The Perfect Match: My numbers are rising and some updates!
I atone been getting blood tests to check-up the HCG. When I inception tested with a residency pregnancy check-up and got a certain I called my RE. I was putative to conclude in for the behalf blood shape on a Thursday but she said I could conclude in on the Wednesday as an alternative.
So at 13 days days beyond convene the IUI I went in for the behalf the blood shape. A broad raw-boned sooner was gain adequacy for the behalf me. The cure calls have an or a complete effect on back to foremost go from that afternoon. She said the progesterone was a crumb little. My HSG was 51.8 and my progesterone was 10.8.
They like to conceive of it in the teens. Instead of at intervals a broad raw-boned I am instanter on 200 mg three times a broad raw-boned (600mg). She advised me to deduce more progesterone.
She wanted me in on Friday, at 15 days days beyond convene IUI. I was tickled pink the numbers went up. My HCG went to 136 and progesterone was 15.
My outlast check-up was on Tuesday which was 19 days days beyond convene IUI, the reckon soared to 686 and the progesterone is at 14.7. I atone an ultrasound scheduled for the behalf August 4th and then I experience with the cure practitioner. The cure called me on Tuesday and said all looked gain so generate in the era. If all looks smashing with that then they come out with me to my OB/GYN. I exceedingly like him a everything. I can’t break to go to the tickled pink hunting-grounds conceive of him.
He said he would also look at me more closely and hand in me a everything of blood tests and ultrasounds to atone firm my HCG is rising. I atone to be on the up, I am so tickled pink I am parturient but a chunky comparatively of me so remarkably startled. I am a crumb startled that for the behalf 2 weeks I wont be monitored. I am parturient to go to the tickled pink hunting-grounds to the bathroom and conceive of blood. Then I atone it at the have an or a complete effect on back to foremost go from of my look at what happened outlast ease.

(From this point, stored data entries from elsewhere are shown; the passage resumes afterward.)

use std::{path::PathBuf, time::Duration};

use async_trait::async_trait;
use ephreg_core::installer::{ControllerInstaller, InstallError};
use ephreg_model::CertManagerConfig;
use tokio_util::sync::CancellationToken;
use tracing::{debug, info};

use crate::{CommandSpec, ExecError, run_command};

/// A chart release and where it lives.
#[derive(Debug, Clone, PartialEq, Eq)]
pub struct Release {
    pub name: String,
    pub chart: String,
    pub namespace: String,
    pub version: String,
    pub timeout: Duration,
}

impl From<&CertManagerConfig> for Release {
    fn from(cfg: &CertManagerConfig) -> Self {
        Self {
            name: cfg.release.clone(),
            chart: cfg.chart.clone(),
            namespace: cfg.namespace.clone(),
            version: cfg.version.clone(),
            timeout: cfg.timeout(),
        }
    }
}

/// Installs and removes chart releases (`helm`).
#[derive(Debug, Clone)]
pub struct ChartManager {
    binary: String,
    kubeconfig: PathBuf,
}

impl ChartManager {
    pub fn new(binary: impl Into<String>, kubeconfig: impl Into<PathBuf>) -> Self {
        Self {
            binary: binary.into(),
            kubeconfig: kubeconfig.into(),
        }
    }

    fn base(&self) -> CommandSpec {
        CommandSpec::new(&self.binary)
            .arg("--kubeconfig")
            .arg(self.kubeconfig.display().to_string())
    }

    /// `upgrade --install`, creating the namespace and waiting for the
    /// release's workloads to become ready.
    pub fn upgrade_install_spec(&self, release: &Release, values: &[(&str, &str)]) -> CommandSpec {
        let mut spec = self
            .base()
            .args(["upgrade", "--install", release.name.as_str(), release.chart.as_str()])
            .args(["--namespace", release.namespace.as_str(), "--create-namespace"])
            .args(["--version", release.version.as_str()])
            .args(wait_args(release.timeout));
        for (key, value) in values {
            spec = spec.arg("--set").arg(format!("{key}={value}"));
        }
        spec.timeout(release.timeout + Duration::from_secs(30))
    }

    pub fn uninstall_spec(&self, release: &Release) -> CommandSpec {
        self.base()
            .args(["uninstall", release.name.as_str(), "--namespace", release.namespace.as_str()])
            .args(wait_args(release.timeout))
            .timeout(release.timeout + Duration::from_secs(30))
    }

    pub async fn upgrade_install(
        &self,
        release: &Release,
        values: &[(&str, &str)],
        cancel: &CancellationToken,
    ) -> Result<(), ExecError> {
        run_command(&self.upgrade_install_spec(release, values), cancel).await?;
        Ok(())
    }

    pub async fn uninstall(
        &self,
        release: &Release,
        cancel: &CancellationToken,
    ) -> Result<(), ExecError> {
        run_command(&self.uninstall_spec(release), cancel).await?;
        Ok(())
    }
}

fn wait_args(timeout: Duration) -> [String; 3] {
    [
        "--wait".to_string(),
        "--timeout".to_string(),
        format!("{}s", timeout.as_secs()),
    ]
}

/// The certificate controller, installed as a chart release.
#[derive(Debug, Clone)]
pub struct CertManagerChart {
    charts: ChartManager,
    release: Release,
}

impl CertManagerChart {
    pub fn new(charts: ChartManager, config: &CertManagerConfig) -> Self {
        Self {
            charts,
            release: Release::from(config),
        }
    }

    fn install_outcome(&self, res: Result<(), ExecError>) -> Result<(), InstallError> {
        res.map_err(|e| match e {
            ExecError::Cancelled(_) => InstallError::Cancelled(self.release.name.clone()),
            e => InstallError::Failed {
                name: self.release.name.clone(),
                reason: e.to_string(),
            },
        })
    }

    fn uninstall_outcome(&self, res: Result<(), ExecError>) -> Result<(), InstallError> {
        match res {
            Err(ExecError::SubprocessFailed { output, .. }) if output.contains("not found") => {
                debug!(release = %self.release.name, "release not installed");
                Err(InstallError::NotInstalled(self.release.name.clone()))
            }
            other => self.install_outcome(other),
        }
    }
}

#[async_trait]
impl ControllerInstaller for CertManagerChart {
    fn name(&self) -> &str {
        &self.release.name
    }

    async fn install(&self, cancel: &CancellationToken) -> Result<(), InstallError> {
        info!(release = %self.release.name, version = %self.release.version, "installing chart");
        let res = self
            .charts
            .upgrade_install(&self.release, &[("crds.enabled", "true")], cancel)
            .await;
        self.install_outcome(res)
    }

    async fn uninstall(&self, cancel: &CancellationToken) -> Result<(), InstallError> {
        let res = self.charts.uninstall(&self.release, cancel).await;
        self.uninstall_outcome(res)
    }
}

#[cfg(test)]
mod tests {
    use super::*;

    fn chart() -> CertManagerChart {
        CertManagerChart::new(
            ChartManager::new("helm", "/w/kubeconfig"),
            &CertManagerConfig::default(),
        )
    }

    #[test]
    fn install_spec_waits_and_sets_values() {
        let spec = chart()
            .charts
            .upgrade_install_spec(&chart().release, &[("crds.enabled", "true")]);
        assert_eq!(
            spec.to_string(),
            "helm --kubeconfig /w/kubeconfig upgrade --install cert-manager \
             oci://quay.io/jetstack/charts/cert-manager --namespace cert-manager \
             --create-namespace --version v1.16.2 --wait --timeout 300s --set crds.enabled=true"
        );
        assert_eq!(spec.time_limit(), Some(Duration::from_secs(330)));
    }

    #[test]
    fn missing_release_maps_to_not_installed() {
        let chart = chart();
        let missing = Err(ExecError::SubprocessFailed {
            program: "helm".into(),
            code: Some(1),
            output: "Error: uninstall: Release not loaded: cert-manager: release: not found".into(),
        });
        assert_eq!(
            chart.uninstall_outcome(missing),
            Err(InstallError::NotInstalled("cert-manager".into()))
        );

        let locked = Err(ExecError::SubprocessFailed {
            program: "helm".into(),
            code: Some(1),
            output: "another operation is in progress".into(),
        });
        assert!(matches!(
            chart.uninstall_outcome(locked),
            Err(InstallError::Failed { .. })
        ));
        assert_eq!(chart.uninstall_outcome(Ok(())), Ok(()));
    }

    #[test]
    fn killed_install_maps_to_cancelled() {
        let chart = chart();
        assert_eq!(
            chart.install_outcome(Err(ExecError::Cancelled("helm".into()))),
            Err(InstallError::Cancelled("cert-manager".into()))
        );
    }
}
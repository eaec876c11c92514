pub mod cluster;
pub mod error;
pub mod installer;
pub mod metrics;
pub mod pipeline;
pub mod readiness;
pub mod stage;
pub mod store;
pub mod teardown;

mod fsutil;

#[cfg(test)]
pub(crate) mod testing;

pub mod prelude {
    pub use crate::cluster::{
        ClusterClient, ClusterError, ClusterHandle, ClusterObject, ObjectKey, ObjectKind,
    };
    pub use crate::error::CoreError;
    pub use crate::installer::{ControllerInstaller, InstallError};
    pub use crate::pipeline::SetupPipeline;
    pub use crate::readiness::{ReadinessPoller, StatusSource};
    pub use crate::stage::{Stage, StageContext, StageError};
    pub use crate::store::{Key, StoreError, ValueStore};
    pub use crate::teardown::{TeardownReport, TeardownSequencer};
}
//! Test doubles shared by unit tests across modules.
use std::sync::{
    Arc,
    atomic::{AtomicUsize, Ordering},
};

use async_trait::async_trait;
use ephreg_model::RunNames;
use tokio_util::sync::CancellationToken;

use crate::{
    cluster::{ClusterObject, InMemoryCluster},
    installer::{ControllerInstaller, InstallError},
    stage::StageContext,
    store::ValueStore,
};

#[derive(Default)]
pub(crate) struct FakeInstaller {
    pub installs: AtomicUsize,
    pub uninstalls: AtomicUsize,
    pub fail_install: bool,
    pub fail_uninstall: bool,
}

impl FakeInstaller {
    pub fn failing_install() -> Self {
        Self {
            fail_install: true,
            ..Default::default()
        }
    }

    pub fn failing_uninstall() -> Self {
        Self {
            fail_uninstall: true,
            ..Default::default()
        }
    }
}

#[async_trait]
impl ControllerInstaller for FakeInstaller {
    fn name(&self) -> &str {
        "fake-cert-manager"
    }

    async fn install(&self, _cancel: &CancellationToken) -> Result<(), InstallError> {
        self.installs.fetch_add(1, Ordering::SeqCst);
        if self.fail_install {
            return Err(InstallError::Failed {
                name: self.name().into(),
                reason: "chart repo unreachable".into(),
            });
        }
        Ok(())
    }

    async fn uninstall(&self, _cancel: &CancellationToken) -> Result<(), InstallError> {
        self.uninstalls.fetch_add(1, Ordering::SeqCst);
        if self.fail_uninstall {
            return Err(InstallError::Failed {
                name: self.name().into(),
                reason: "release locked".into(),
            });
        }
        Ok(())
    }
}

/// Install that only finishes when cancelled, like a chart waiting on
/// workloads that never become ready.
pub(crate) struct HangingInstaller;

#[async_trait]
impl ControllerInstaller for HangingInstaller {
    fn name(&self) -> &str {
        "hanging-cert-manager"
    }

    async fn install(&self, cancel: &CancellationToken) -> Result<(), InstallError> {
        tokio::select! {
            _ = cancel.cancelled() => Err(InstallError::Cancelled(self.name().into())),
            _ = tokio::time::sleep(std::time::Duration::from_secs(300)) => Ok(()),
        }
    }

    async fn uninstall(&self, _cancel: &CancellationToken) -> Result<(), InstallError> {
        Ok(())
    }
}

/// Cluster with the run namespace already present.
pub(crate) fn cluster_with_namespace(ns: &str) -> Arc<InMemoryCluster> {
    let cluster = Arc::new(InMemoryCluster::new());
    cluster
        .insert(ClusterObject::namespace(ns))
        .expect("namespace object is valid");
    cluster
}

pub(crate) fn stage_context(cluster: Arc<InMemoryCluster>, ns: &str) -> StageContext {
    StageContext::new(
        Arc::new(ValueStore::for_provisioning()),
        cluster,
        RunNames::new(ns).expect("valid namespace"),
    )
}
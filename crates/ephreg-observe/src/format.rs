use std::{fmt, str::FromStr};

use serde::{Deserialize, Serialize};

use crate::error::LoggerError;

/// Where log records go and how they are shaped.
#[derive(Debug, Clone, Copy, Default, PartialEq, Eq, Serialize, Deserialize)]
#[serde(try_from = "String", into = "String")]
pub enum LoggerFormat {
    /// Human-readable lines on stderr.
    #[default]
    Text,
    /// One JSON object per record, for CI log collectors.
    Json,
    /// Native journald fields. Linux only.
    Journald,
}

impl LoggerFormat {
    pub fn as_str(self) -> &'static str {
        match self {
            Self::Text => "text",
            Self::Json => "json",
            Self::Journald => "journald",
        }
    }
}

impl FromStr for LoggerFormat {
    type Err = LoggerError;

    fn from_str(s: &str) -> Result<Self, Self::Err> {
        match s.trim().to_ascii_lowercase().as_str() {
            "text" | "pretty" => Ok(Self::Text),
            "json" => Ok(Self::Json),
            "journald" | "journal" if cfg!(target_os = "linux") => Ok(Self::Journald),
            "journald" | "journal" => Err(LoggerError::JournaldNotSupported),
            _ => Err(LoggerError::InvalidFormat(s.to_string())),
        }
    }
}

impl TryFrom<String> for LoggerFormat {
    type Error = LoggerError;

    fn try_from(s: String) -> Result<Self, Self::Error> {
        s.parse()
    }
}

impl From<LoggerFormat> for String {
    fn from(f: LoggerFormat) -> Self {
        f.as_str().to_string()
    }
}

impl fmt::Display for LoggerFormat {
    fn fmt(&self, f: &mut fmt::Formatter<'_>) -> fmt::Result {
        f.write_str(self.as_str())
    }
}

#[cfg(test)]
mod tests {
    use super::*;

    #[test]
    fn text_is_default() {
        assert_eq!(LoggerFormat::default(), LoggerFormat::Text);
    }

    #[test]
    fn parsing_ignores_case_and_padding() {
        assert_eq!(" JSON ".parse::<LoggerFormat>().unwrap(), LoggerFormat::Json);
        assert_eq!("Pretty".parse::<LoggerFormat>().unwrap(), LoggerFormat::Text);
    }

    #[test]
    fn unknown_names_are_rejected() {
        for input in ["", "xml", "logfmt", "json-lines"] {
            let err = input.parse::<LoggerFormat>().unwrap_err();
            assert!(matches!(err, LoggerError::InvalidFormat(_)), "{input:?}");
        }
    }

    #[test]
    fn journald_depends_on_platform() {
        let parsed = "journald".parse::<LoggerFormat>();
        if cfg!(target_os = "linux") {
            assert_eq!(parsed.unwrap(), LoggerFormat::Journald);
        } else {
            assert!(matches!(parsed, Err(LoggerError::JournaldNotSupported)));
        }
    }

    #[test]
    fn serializes_as_canonical_name() {
        assert_eq!(serde_json::to_string(&LoggerFormat::Json).unwrap(), r#""json""#);
        let parsed: LoggerFormat = serde_json::from_str(r#""TEXT""#).unwrap();
        assert_eq!(parsed, LoggerFormat::Text);
        assert!(serde_json::from_str::<LoggerFormat>(r#""yaml""#).is_err());
    }
}
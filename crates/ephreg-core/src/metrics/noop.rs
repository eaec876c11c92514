use crate::metrics::backend::{MetricsBackend, StageOutcome};

/// Metrics backend that records nothing.
#[derive(Debug, Clone, Copy, Default)]
pub struct NoOpMetrics;

impl MetricsBackend for NoOpMetrics {
    #[inline(always)]
    fn record_stage_started(&self, _: &str) {}

    #[inline(always)]
    fn record_stage_completed(&self, _: &str, _: StageOutcome, _: u64) {}

    #[inline(always)]
    fn record_teardown_error(&self, _: &str) {}
}
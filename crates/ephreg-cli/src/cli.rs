use std::path::PathBuf;

use clap::{Parser, Subcommand};
use tokio_util::sync::CancellationToken;
use tracing::warn;

use crate::{
    commands::{self, RunContext, pull_secret::PullSecretArgs, push::PushArgs},
    config::CliConfig,
};

/// Ephemeral TLS registry inside a throwaway cluster.
#[derive(Parser, Debug)]
#[command(name = "ephreg")]
#[command(version, about, long_about = None)]
pub struct Cli {
    /// Provisioning config (YAML). Built-in defaults apply when omitted.
    #[arg(short, long, global = true, env = "EPHREG_CONFIG")]
    pub config: Option<PathBuf>,

    /// Write stage and teardown metrics in prometheus text format on exit.
    #[arg(long, global = true, value_name = "FILE")]
    pub metrics_out: Option<PathBuf>,

    #[command(subcommand)]
    pub command: Commands,
}

#[derive(Subcommand, Debug)]
pub enum Commands {
    /// Create the cluster and provision the registry.
    Setup,
    /// Remove everything setup created.
    Teardown,
    /// Tag a local image with the current revision and push it.
    Push(PushArgs),
    /// Create a pull secret for the registry in another namespace.
    PullSecret(PullSecretArgs),
    /// Print the build version.
    Version,
}

impl Cli {
    pub async fn run(self, config: CliConfig) -> anyhow::Result<()> {
        let cancel = CancellationToken::new();
        tokio::spawn({
            let cancel = cancel.clone();
            async move {
                if tokio::signal::ctrl_c().await.is_ok() {
                    warn!("interrupted; cancelling");
                    cancel.cancel();
                }
            }
        });

        let ctx = RunContext::new(config.provision, self.metrics_out.is_some(), cancel)?;
        let result = match self.command {
            Commands::Setup => commands::setup::run(&ctx).await,
            Commands::Teardown => commands::teardown::run(&ctx).await,
            Commands::Push(args) => commands::push::run(&ctx, args).await,
            Commands::PullSecret(args) => commands::pull_secret::run(&ctx, args).await,
            Commands::Version => {
                println!("ephreg {}", env!("CARGO_PKG_VERSION"));
                Ok(())
            }
        };

        if let Some(path) = &self.metrics_out {
            ctx.write_metrics(path).await?;
        }
        result
    }
}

I have adeptness of I should ponder certain and I am troublesome to but it’s so studiously. I went for the behalf crumb curtail of 12 weeks conclusion all was smashing and crumb euphony was smashing when it died at 6 weeks. I also incontestable to ban teaching spinning.
That is peacefulness in my look at and I am so white-livered that whim establish again. It was kidney of a no brainier. I also felt that that was not what I needed to do advantageously instanter. My conceal begged me to ban. I was reading that if you atone had miscarriages in the carriage of you should not do zealous disquiet.
So for the behalf instanter I am even-handed walking, lifting raw-boned weights, and I after to start doing a above all prenatal yoga DVD I atone. That stuck in my look at. To be on the up I only atone the life to even-handed walk out on b strike on my lunch hour. I atone even-handed been burnt- and I am predominantly in bed nigh 7 pm.
I indicate when I atone heads residency I whim immortalize weights and do a prenatal yoga DVD. Speaking of symptoms my larger ones are starving if I don’t sup every 3 to 4 hours. Exhaustion is the staggering euphony. I wake up in the morning greedy. I can have a zizz all broad raw-boned if I could. I don’t have adeptness of why this is euphony of my larger symptoms. I also atone heads fecund dreams at night-time.
When I atone heads them I have adeptness of I am parturient. Lastly, bloat! I am so distended. Maybe its because I am in such a frenzied have a zizz. After I sup my belly swells up!I am entrancing euphony broad raw-boned at ease.
I can’t ponder with attentiveness to the months in the prima ballerina. That’s all I can do. I can’t atone heads energized that I whim be a mom in March.
I am doing all I can to donjon this crumb euphony risk-free. I can only ponder with attentiveness to today. I am eating advantageously and getting adequacy put one’s feet up. When I am pooped I go to the tickled pink hunting-grounds to have a zizz, when I am too pooped to workout I don’t.
I am listening to my get more. Today I am parturient and beau my crumb euphony is my battle-cry. I plea every night-time that all whim be OK with this crumb euphony.